Die Frage geht auch an Urs Fischer, FCB-Trainer. Er sagt Ähnliches wie Steffen. «Nach sieben Meistertiteln in Folge hat sich ein Selbstverständnis eingenistet, das dich durch viele Widrigkeiten führt. Die Erfahrung der Spieler mit schwierigen Situationen ist da, jeder weiss, was er wann zu tun hat. Die neuen Spieler lernen das schnell.»
Florent Hadergjonaj, der junge YB-Verteidiger, war nach dem 1:2 gegen Lugano nur noch enttäuscht. Und wütend. Und ratlos. Er sagt: «Das geht nicht, das dürfen wir nicht bieten. Ich schäme mich.» Eine Antwort auf die Frage aller Fragen hatte er nicht. Von ihm und seinen Teamkollegen sind nur die Durchhalteparolen zu vernehmen, es in Zukunft besser machen zu wollen.

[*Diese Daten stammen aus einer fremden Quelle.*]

//! Forward and reverse adjacency construction.
//!
//! Both mappings are ordered (`BTreeMap`) so construction, iteration, and
//! everything serialized from them are deterministic. The forward mapping
//! is built once from the segment table and treated as read-only
//! afterwards; the reverse mapping is derived from it and shared by every
//! basin query.

use crate::model::{SegmentId, SegmentRecord, is_non_traversable, outlet_sentinel};
use std::collections::{BTreeMap, BTreeSet};

/// Segment id → immediate downstream segment ids.
///
/// In this domain each segment drains into at most one downstream segment,
/// but the mapping supports multiple targets.
pub type ForwardAdjacency = BTreeMap<SegmentId, Vec<SegmentId>>;

/// Segment id → immediate upstream segment ids.
pub type ReverseAdjacency = BTreeMap<SegmentId, Vec<SegmentId>>;

/// Remap terminal-coded downstream targets to the outlet sentinel for the
/// segment's own id.
///
/// After this pass a record with `downstream == outlet_sentinel(id)` is a
/// true basin outlet, while a dangling positive target is an edge leading
/// outside the loaded extent. Both are non-traversable; keeping them
/// distinct preserves the information needed to stitch extracts together.
pub fn normalize_downstream(records: &mut [SegmentRecord], terminal_codes: &BTreeSet<SegmentId>) {
    for record in records.iter_mut() {
        if terminal_codes.contains(&record.downstream) {
            record.downstream = outlet_sentinel(record.id);
        }
    }
}

/// Build the forward adjacency mapping.
///
/// Every segment id present in `records` is guaranteed a key, possibly
/// mapping to an empty list. The downstream target is appended only when
/// it is traversable: not a terminal code, not an outlet sentinel, and
/// present as a segment id in the dataset. Dangling references are
/// excluded from adjacency, never raised as errors.
pub fn build_forward(
    records: &[SegmentRecord],
    terminal_codes: &BTreeSet<SegmentId>,
) -> ForwardAdjacency {
    let known: BTreeSet<SegmentId> = records.iter().map(|r| r.id).collect();

    let mut forward = ForwardAdjacency::new();
    for record in records {
        let targets = forward.entry(record.id).or_default();
        let target = record.downstream;

        if terminal_codes.contains(&target) || is_non_traversable(target) {
            continue;
        }
        if !known.contains(&target) {
            // Dangling reference: the edge leads outside the loaded extent.
            continue;
        }
        targets.push(target);
    }
    forward
}

/// Invert the forward mapping.
///
/// Guarantees a (possibly empty) entry for every source key of `forward`,
/// and appends the source id to the reverse entry of each of its targets,
/// creating the target's entry on demand. Entries are never removed, so
/// segment B appears in `reverse[A]` exactly when A appears in
/// `forward[B]`.
pub fn reverse(forward: &ForwardAdjacency) -> ReverseAdjacency {
    let mut reversed = ReverseAdjacency::new();
    for (&source, targets) in forward {
        reversed.entry(source).or_default();
        for &target in targets {
            reversed.entry(target).or_default().push(source);
        }
    }
    reversed
}

// ---------------------------------------------------------------------------
// Tests
// ---------------------------------------------------------------------------

#[cfg(test)]
mod tests {
    use super::*;

    fn record(id: SegmentId, downstream: SegmentId) -> SegmentRecord {
        SegmentRecord {
            id,
            downstream,
            gauge_id: None,
        }
    }

    fn default_terminals() -> BTreeSet<SegmentId> {
        BTreeSet::from([0])
    }

    #[test]
    fn test_chain_forward_adjacency() {
        // 1 drains into 2 drains into 3 drains out of the domain.
        let records = vec![record(1, 2), record(2, 3), record(3, 0)];
        let forward = build_forward(&records, &default_terminals());

        assert_eq!(forward.get(&1), Some(&vec![2]));
        assert_eq!(forward.get(&2), Some(&vec![3]));
        assert_eq!(forward.get(&3), Some(&vec![]), "outlets still get a key");
    }

    #[test]
    fn test_chain_reverse_adjacency() {
        let records = vec![record(1, 2), record(2, 3), record(3, 0)];
        let forward = build_forward(&records, &default_terminals());
        let reversed = reverse(&forward);

        assert_eq!(reversed.get(&2), Some(&vec![1]));
        assert_eq!(reversed.get(&3), Some(&vec![2]));
        assert_eq!(reversed.get(&1), Some(&vec![]), "headwaters get an empty entry");
    }

    #[test]
    fn test_confluence_collects_both_tributaries() {
        let records = vec![record(10, 30), record(20, 30), record(30, 0)];
        let forward = build_forward(&records, &default_terminals());
        let reversed = reverse(&forward);

        assert_eq!(reversed.get(&30), Some(&vec![10, 20]));
    }

    #[test]
    fn test_dangling_target_is_treated_as_terminal() {
        // 77 is not a segment of the loaded extract.
        let records = vec![record(1, 77), record(2, 1)];
        let forward = build_forward(&records, &default_terminals());

        assert_eq!(forward.get(&1), Some(&vec![]));
        assert_eq!(forward.get(&2), Some(&vec![1]));
        assert!(!forward.contains_key(&77), "dangling targets never become keys");
    }

    #[test]
    fn test_custom_terminal_codes_are_excluded() {
        let terminals = BTreeSet::from([0, 9999]);
        let records = vec![record(1, 9999), record(2, 1), record(9999, 0)];
        let forward = build_forward(&records, &terminals);

        // 9999 exists as a segment id, but as a terminal code it is still
        // excluded from adjacency.
        assert_eq!(forward.get(&1), Some(&vec![]));
        assert_eq!(forward.get(&2), Some(&vec![1]));
    }

    #[test]
    fn test_normalize_remaps_terminal_targets_to_own_sentinel() {
        let mut records = vec![record(1, 2), record(2, 0)];
        normalize_downstream(&mut records, &default_terminals());

        assert_eq!(records[0].downstream, 2, "real edges are untouched");
        assert_eq!(records[1].downstream, outlet_sentinel(2));
    }

    #[test]
    fn test_normalize_leaves_dangling_targets_distinguishable() {
        // A dangling positive target is an edge out of the loaded extent,
        // not a true outlet; normalization must not collapse the two.
        let mut records = vec![record(1, 77), record(2, 0)];
        normalize_downstream(&mut records, &default_terminals());

        assert_eq!(records[0].downstream, 77);
        assert_eq!(records[1].downstream, outlet_sentinel(2));
    }

    #[test]
    fn test_sentinel_targets_are_excluded_from_adjacency() {
        let mut records = vec![record(1, 2), record(2, 0)];
        normalize_downstream(&mut records, &default_terminals());
        let forward = build_forward(&records, &default_terminals());

        assert_eq!(forward.get(&2), Some(&vec![]));
        assert!(!forward.contains_key(&outlet_sentinel(2)));
    }

    #[test]
    fn test_inverse_membership_law() {
        let records = vec![
            record(10, 30),
            record(20, 30),
            record(30, 40),
            record(40, 0),
            record(50, 40),
        ];
        let forward = build_forward(&records, &default_terminals());
        let reversed = reverse(&forward);

        for (&source, targets) in &forward {
            for target in targets {
                let ups = reversed.get(target).expect("every target must have an entry");
                assert!(
                    ups.contains(&source),
                    "edge {} -> {} missing from reverse mapping",
                    source,
                    target
                );
            }
        }
        for (&target, sources) in &reversed {
            for source in sources {
                assert!(
                    forward.get(source).is_some_and(|downs| downs.contains(&target)),
                    "reverse edge {} <- {} has no forward counterpart",
                    target,
                    source
                );
            }
        }
    }

    #[test]
    fn test_reverse_twice_reproduces_non_terminal_edges() {
        let records = vec![record(10, 30), record(20, 30), record(30, 0)];
        let forward = build_forward(&records, &default_terminals());
        let round_trip = reverse(&reverse(&forward));

        for (id, targets) in &forward {
            let mut expected = targets.clone();
            expected.sort_unstable();
            let mut actual = round_trip.get(id).cloned().unwrap_or_default();
            actual.sort_unstable();
            assert_eq!(actual, expected, "round trip diverged for segment {}", id);
        }
        // Any entries the round trip added beyond forward's keys must be empty.
        for (id, targets) in &round_trip {
            if !forward.contains_key(id) {
                assert!(targets.is_empty(), "round trip invented edges for {}", id);
            }
        }
    }
}
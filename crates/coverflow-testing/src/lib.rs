//! Testing utilities and harness for the coverflow pager container

pub mod headless_pager;
pub mod recorders;
pub mod robot;
pub mod robot_assertions;

pub use headless_pager::HeadlessPager;
pub use recorders::{ClickRecorder, InvalidationCounter};
pub use robot::TouchRobot;

pub mod prelude {
    pub use crate::headless_pager::HeadlessPager;
    pub use crate::recorders::{ClickRecorder, InvalidationCounter};
    pub use crate::robot::TouchRobot;
    pub use crate::robot_assertions;
}
pub mod dispatcher;
pub mod gestures;
pub mod types;

pub use dispatcher::PointerDispatcher;
pub use types::{PointerEvent, PointerEventKind, PointerId};

pub mod prelude {
    pub use super::dispatcher::PointerDispatcher;
    pub use super::types::{PointerEvent, PointerEventKind, PointerId};
}
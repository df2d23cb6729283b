//! Pointer input dispatcher plumbing.
//!
//! Platform integrations enqueue raw pointer events as they arrive and drain
//! them into the container once per frame, in arrival order.

use super::types::{PointerEvent, PointerId};
use smallvec::SmallVec;

#[derive(Default)]
pub struct PointerDispatcher {
    queue: SmallVec<[(PointerId, PointerEvent); 8]>,
}

impl PointerDispatcher {
    pub fn new() -> Self {
        Self {
            queue: SmallVec::new(),
        }
    }

    pub fn push(&mut self, event: PointerEvent) {
        self.queue.push((event.id, event));
    }

    pub fn len(&self) -> usize {
        self.queue.len()
    }

    pub fn is_empty(&self) -> bool {
        self.queue.is_empty()
    }

    pub fn drain<F>(&mut self, mut handler: F)
    where
        F: FnMut(PointerId, PointerEvent),
    {
        for (id, event) in self.queue.drain(..) {
            handler(id, event);
        }
    }
}

#[cfg(test)]
mod tests {
    use super::*;
    use crate::input::types::PointerEventKind;
    use coverflow_ui_graphics::Point;

    #[test]
    fn drains_in_arrival_order() {
        let mut dispatcher = PointerDispatcher::new();
        dispatcher.push(PointerEvent::new(
            PointerEventKind::Down,
            Point::ZERO,
            Point::ZERO,
        ));
        dispatcher.push(PointerEvent::new(
            PointerEventKind::Up,
            Point::ZERO,
            Point::ZERO,
        ));
        assert_eq!(dispatcher.len(), 2);

        let mut kinds = Vec::new();
        dispatcher.drain(|_, event| kinds.push(event.kind));

        assert_eq!(kinds, vec![PointerEventKind::Down, PointerEventKind::Up]);
        assert!(dispatcher.is_empty());
    }
}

Das Image im Unterbewusstsein
Fredy Bickel, der YB-Sportchef, sprach kürzlich mit der «Schweiz am Sonntag» über das YB-Verliererimage. Dabei fiel dieser bemerkenswerte Satz: «Niemand möchte dieses Bewusstsein fördern. Aber du kannst nichts dagegen machen. Wenn ein neuer Spieler kommt, hört er als Erstes, wie lange der Verein erfolglos ist. Und vielleicht nistet sich so etwas ins Unterbewusstsein ein. Dieses Gefühl, dass wir ja gar nicht gewinnen können.»
Noch ist nichts entschieden. Noch sind 34 Spieltage zu absolvieren. Eine spannende Meisterschaft ist weiterhin möglich. Das Prinzip Hoffnung lebt.